Background Exercise Doppler echocardiography helps to select patients who need right-sided heart catheterization (RHC) [1]. We introduced a formula for estimating mean pulmonary arterial pressure (mPAP) using it for connective tissue diseases (CTD) patients including systemic sclerosis (SSc) [2]. Additionally, improved detection of pulmonary hypertension (PH) using pulmonary function test (PFT) has also been reported [3].

Objectives To validate the applicable formula with extended patients for selecting CTD patients with early PH who need RHC based on the results of their exercise Doppler echocardiography and to compare its diagnostic value with a formula using PFT.

Methods A total of 231 CTD patients having either dyspnea or lower carbon monoxide diffusing capacity (DLCO) were performed Doppler echocardiography before/after exercise with the Master's double two-step. RHC was recommended in 68 patients (29%) who had >45mmHg of tricuspid regurgitation pressure gradient (TRPG) just after exercise Doppler echocardiography or who had unexplained dyspnea or <40% of DLCO, and 32 patients (47%) agreed to undergo RHC. We derived a formula estimating mPAP with 32 patients and validated with the additional 25. Using the data from our 32 SSc patients, we also investigated its diagnostic value of a formula for estimating mPAP derived from PFT and SpO2, which was previously reported [3].

Results The 32 patients for the derivation consisted of 6 (19%) and 5 (16%) with borderline mPAP and manifest PH, respectively. TRPG measured at 3 minutes explained 53% of the variability in the mPAP (r2 =0.5305, P<0.0001), which was higher than TRPG at rest (r2 =0.1860, P=0.0137) or TRPG measured just after the exercise (r2 =0.4673, P<0.0001). The derived formula for estimating mPAP was the following: estimated mPAP =0.551 + 0.384 TRPG (post 3 minutes).

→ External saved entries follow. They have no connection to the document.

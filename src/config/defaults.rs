//! Built-in defaults
//!
//! The lowest configuration tier. Anything not set elsewhere falls back here.
//! There is deliberately no default region or content directory: the S3
//! client resolves the region from its own environment, and the content
//! library falls back to the texts compiled into the binary.

/// Namespace every uploaded key is minted under
pub const DEFAULT_KEY_PREFIX: &str = "user_uploads/";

Applying the formula to the validation cohort of 25 patients, which included 3 patients with borderline mPAP and 7 with manifest PH, gave a good correlation between the estimated and actual mPAP (Spearman r =0.6051, p=0.0014). In receiver operating characteristic, the area under the curve was 0.885. Using an estimated threshold of 16.5 mmHg for diagnosis of PH, the sensitivity and specificity were 86% and 78%, respectively. There was no significant correlation of estimated mPAP derived from a formula with PFT and SpO2 [3] with actual mPAP in our 32 SSc patients (Spearman r =0.2262, p=0.2132).

Conclusions The provided formula using exercise Doppler echocardiography for estimating mPAP would help the selection of candidate CTD patients potentially having early PH, whose diagnostic value was higher than that from PFT.

References

  1. Lindqvist P et al. Echocardiography based estimation of pulmonary vascular resistance in patients with pulmonary hypertension: a simultaneous Doppler echocardiography and cardiac catheterization study. Eur J Echocardiography, 2011; 12: 961.

  2. Yamasaki Y et al. Derivation and validation of a formula for screening and identification of early pulmonary hypertension using exercise Doppler echocardiography in patients with connective tissue diseases. EULAR 2013.

  3. Schreiber B et al. Improving the detection of pulmonary hypertension in systemic sclerosis using pulmonary function tests. Arthritis Rheum, 2011; 63: 3531.